Many questions, all good ones, so let's cover each one:
- My financial planner is suggesting I replace the fixed income portion of my portfolio (about 20%) with an annuity with a guaranteed rate of 5%. She says she is concerned about the future of the bond market and interest rates. She also says that I can lock in a 5% return as well as invest in more aggressive investments with my $180K. Several thoughts come to mind. First, if you can get a 5% guaranteed return for the life of the policy, that's great, I just don't think that is possible. These rates are generally declared each year and depend on a number of factors we don't need to get into here. You may want to consider Equity Indexed Annuities which have higher interest rate potential over time. Which way you go will depend more on what gives you most comfort. When interest rates go up, principal on bonds go down, which is why she is making the case for change. Rates are going up, albeit not rapidly. What you are moving from may also be part of the equation. If you are in short term bond investments now, there will almost certainly be no affect to your portfolio, since managers just hold the bonds to maturity, thereby sidestepping losses that would occur when selling an unmatured bond in the open market. The bigger concern I have has to do with the $180,000 into more aggressive investments. I am wrestling with this myself. I am concerned that we are in for a serious downturn over the next two years, even with Trump in office. Not just my opinion. Check out James Rickards new book called, The Road to Ruin. This is quite the eye opener from a very credible source. Tough to read, but worth it. It is best at this time, even if you go more aggressively, to have a strategy that takes advantage of these down turns and be ready to implement quickly if you see it happening, and certainly own some gold no matter what.
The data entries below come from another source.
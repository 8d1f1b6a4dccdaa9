//! Simulation state snapshot: the complete kinematic picture the renderer reads.

use serde::{Deserialize, Serialize};

use crate::constants::*;
use crate::types::Point2D;

/// Kinematic state published by the simulation clock after each tick.
///
/// Positions are world space (nautical miles, x = East, y = North).
/// A published snapshot is never mutated; the clock builds a new one
/// each tick and swaps it in.
#[derive(Debug, Clone, PartialEq, Serialize, Deserialize)]
pub struct SimulationState {
    /// Ticks applied since start.
    pub tick: u64,
    /// Elapsed simulation time in seconds.
    pub time_sec: f64,
    pub own_ship_course_deg: f64,
    /// Knots.
    pub own_ship_speed_kn: f64,
    pub own_ship_pos: Point2D,
    pub target_course_deg: f64,
    /// Knots.
    pub target_speed_kn: f64,
    pub target_pos: Point2D,
    /// Bearing from own ship to target, degrees true in `[0, 360)`.
    pub bearing_deg: f64,
    /// Range from own ship to target (nautical miles).
    pub range_nm: f64,
    /// Wrap-corrected bearing rate (degrees per second).
    pub bearing_rate_deg_per_sec: f64,
}

impl Default for SimulationState {
    fn default() -> Self {
        let (tx, ty) = TARGET_INITIAL_POSITION;
        Self {
            tick: 0,
            time_sec: 0.0,
            own_ship_course_deg: OWN_SHIP_INITIAL_COURSE,
            own_ship_speed_kn: OWN_SHIP_INITIAL_SPEED,
            own_ship_pos: Point2D::ZERO,
            target_course_deg: TARGET_INITIAL_COURSE,
            target_speed_kn: TARGET_INITIAL_SPEED,
            target_pos: Point2D::new(tx, ty),
            bearing_deg: 0.0,
            range_nm: 0.0,
            bearing_rate_deg_per_sec: 0.0,
        }
    }
}

impl SimulationState {
    /// Target position relative to own ship.
    pub fn relative_position(&self) -> Point2D {
        self.target_pos - self.own_ship_pos
    }
}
Just be ready to move quickly, and in so doing, realize that if there is even a one day significant down turn, you will likely lose money. The answer to not losing money, is an Equity Indexed Annuity. The S and P has only returned about 2.75% since 2000. Annuities have fared far better as they guarantee against loss, so there are no losses to have to come back from. Some have been historically north of 7%. Past performance is no guarantee of future results, for any investment other than those that are specifically guaranteed.
- This investment will also be made with my IRA funds. Can you suggest what questions to ask? I am well aware of the high commissions and fees at the beginning of the annuity term. But I would like some independent verification if this new strategy is, in fact, viable. I am a 62 widowed woman, still working full time at a good job. If you are considering moving your IRA to an EIA, be sure and get one that allows for tertiary beneficiary designations. This is a big deal and forgotten by the majority of the industry. Not all fund or annuity custodians/products allow for this, so be sure you get it. It doesn't help you, but it will help your beneficiaries greatly. With respect to fees early on with an annuity, please allow me to clarify. There are no fees in any fixed annuity going in. Since there are no sales charges going in, if you hold onto the annuity through to the end of the CDSC (contingent deferred sales charge) period, you will never pay any fees. Commissions are paid by the insurance company and are actuarially calculated. The only exception to this are optional fees you may pay for riders that are available, yet some companies are now providing these riders at no cost. There is much more to this, but for the sake of brevity, just suggest you get complete explanations of available products that best suit you. The misnomer over annuity fees come from false and misleading ads from people like Ken Fisher who regularly advertise on FOX News. Interestingly, when the research is done on Mr. Fisher, you find the major thing he sells . . annuities. It is a bait and switch operation.